Because there are so many facets to understanding the Semantic Web, I'll give you the brief: Web Semantics is a way in which computer applications can understand a web page’s code syntax and the relational value it represents. It's really the binding factors that bring a more structured foundation to the World Wide Web.

Why is this important?

Without it, the web would have no foundation and be mostly a jumbled mess of non-structured information.

Who benefits and why?

We as a society do. Semantics makes it possible for search engines like Google to understand what your website is about and how to rank it according to keywords and key-phrases. The more semantic detail your website has the better rank your site will have according to the keywords and key-phrases a specific page is optimized for.

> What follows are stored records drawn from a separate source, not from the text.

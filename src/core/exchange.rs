//! Exchange orchestration: currency lookup, conversion and history recording.

use crate::core::convert::convert;
use crate::core::currency::CurrencyCode;
use crate::core::error::{ExchangeError, HistoryUnavailable, PersistenceWarning};
use crate::core::history::{HistoryEntry, HistoryLog};
use crate::core::rates::RateTable;
use crate::core::record::ConversionRecord;
use tracing::{debug, info, warn};

/// A request to convert `amount` between two currencies given as free text.
#[derive(Debug, Clone, PartialEq)]
pub struct ConversionRequest {
    pub amount: f64,
    pub source: String,
    pub target: String,
}

impl ConversionRequest {
    pub fn new(amount: f64, source: impl Into<String>, target: impl Into<String>) -> Self {
        Self {
            amount,
            source: source.into(),
            target: target.into(),
        }
    }
}

/// Outcome of a successful exchange. `warning` is set when the record could
/// not be persisted.
#[derive(Debug)]
pub struct Exchange {
    pub record: ConversionRecord,
    pub warning: Option<PersistenceWarning>,
}

/// A supported currency as surfaced to the shell.
#[derive(Debug, Clone, Copy, PartialEq)]
pub struct CurrencyInfo {
    pub code: CurrencyCode,
    pub description: &'static str,
    pub rate: f64,
}

pub struct ExchangeService {
    rates: RateTable,
    history: Box<dyn HistoryLog>,
}

impl ExchangeService {
    pub fn new(rates: RateTable, history: Box<dyn HistoryLog>) -> Self {
        Self { rates, history }
    }

    pub fn resolve_currency(&self, text: &str) -> Result<CurrencyCode, ExchangeError> {
        CurrencyCode::resolve(text)
    }

    /// Converts the requested amount and records the result.
    ///
    /// Nothing is recorded when the request is rejected. A failure to persist
    /// the record does not fail the exchange; it is returned as a warning
    /// alongside the record.
    pub fn perform_exchange(
        &mut self,
        request: &ConversionRequest,
    ) -> Result<Exchange, ExchangeError> {
        // -0 is recorded as 0
        let amount = request.amount + 0.0;
        if !amount.is_finite() || amount < 0.0 {
            return Err(ExchangeError::InvalidAmount(amount));
        }

        let source = self.resolve_currency(&request.source)?;
        let target = self.resolve_currency(&request.target)?;
        let source_rate = self.rates.rate_of(source)?;
        let target_rate = self.rates.rate_of(target)?;
        debug!(%source, source_rate, %target, target_rate, "Resolved rates");

        let result_amount = convert(amount, source_rate, target_rate)?;
        let record = ConversionRecord::new(amount, source, target, result_amount);
        info!(
            amount,
            %source,
            %target,
            result_amount,
            "Exchange completed"
        );

        let warning = self.history.append(&record).err();
        if let Some(w) = &warning {
            warn!(error = %w, "Exchange recorded without persistence");
        }

        Ok(Exchange { record, warning })
    }

    pub fn list_history(&self) -> Result<Vec<HistoryEntry>, HistoryUnavailable> {
        self.history.list_all()
    }

    /// Supported currencies in declaration order.
    pub fn list_supported_currencies(&self) -> Vec<CurrencyInfo> {
        self.rates
            .entries()
            .map(|(code, rate)| CurrencyInfo {
                code,
                description: code.description(),
                rate,
            })
            .collect()
    }
}
use crate::core::config::AppConfig;
use anyhow::{Context, Result};
use std::path::Path;

// Embedded so `setup` works from any installed binary
const EXAMPLE_CONFIG: &str = include_str!("../../docs/example_config.yaml");

/// Creates a default configuration file at the default location
pub fn setup() -> Result<()> {
    let path = AppConfig::default_config_path()?;
    setup_at_path(path)
}

/// Creates a default configuration file at the specified path
pub fn setup_at_path<P: AsRef<Path>>(path: P) -> Result<()> {
    let path = path.as_ref();

    if path.exists() {
        anyhow::bail!("Configuration file already exists at {}", path.display());
    }

    if let Some(parent) = path.parent() {
        std::fs::create_dir_all(parent)
            .with_context(|| format!("Failed to create directory: {}", parent.display()))?;
    }

    std::fs::write(path, EXAMPLE_CONFIG)
        .with_context(|| format!("Failed to write config file to {}", path.display()))?;

    tracing::info!("Created default configuration at {}", path.display());
    println!("Created configuration at {}", path.display());
    Ok(())
}

#[cfg(test)]
mod tests {
    use super::*;
    use crate::core::config::HistoryMode;
    use crate::core::currency::CurrencyCode;
    use std::fs;
    use tempfile::TempDir;

    #[test]
    fn test_setup_creates_config_file() -> Result<()> {
        let temp_dir = TempDir::new()?;
        let config_path = temp_dir.path().join("nested").join("config.yaml");

        setup_at_path(&config_path)?;

        assert!(config_path.exists());
        let content = fs::read_to_string(&config_path)?;
        assert!(content.contains("history:"));
        assert!(content.contains("rates:"));
        assert!(content.contains("# Example configuration file for fxconv"));

        Ok(())
    }

    #[test]
    fn test_setup_fails_if_config_exists() -> Result<()> {
        let temp_dir = TempDir::new()?;
        let config_path = temp_dir.path().join("config.yaml");
        std::fs::write(&config_path, "test")?;

        let result = setup_at_path(&config_path);
        assert!(result.is_err());
        assert!(result.unwrap_err().to_string().contains("already exists"));
        assert_eq!(fs::read_to_string(&config_path)?, "test");

        Ok(())
    }

    #[test]
    fn test_example_config_is_valid_yaml() -> Result<()> {
        let config: AppConfig = serde_yaml::from_str(EXAMPLE_CONFIG)
            .context("Failed to parse example config as YAML")?;

        assert_eq!(config.history.mode, HistoryMode::File);
        assert_eq!(config.rates.get(&CurrencyCode::Eur), Some(&0.85));
        assert!(config.data_path.is_none());

        Ok(())
    }
}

Semantic Markup — Code Hierarchy & Structure

This brings us to fine-tuning a website with semantic markup — in layman's terms "Code Hierarchy & Structure". Giving a webpage a code hierarchy and structure really takes the guesswork out for robots that search and index the content within your website. You guessed it; the less guesswork, the better chance your site will have at achieving a higher ranking with its targeted keywords and key-phrases. Outlining a well-structured code hierarchy is like giving instructions to search engine robots and telling them what is important on you web page. Code Hierarchy is definitely an important factor in search engine optimization (SEO).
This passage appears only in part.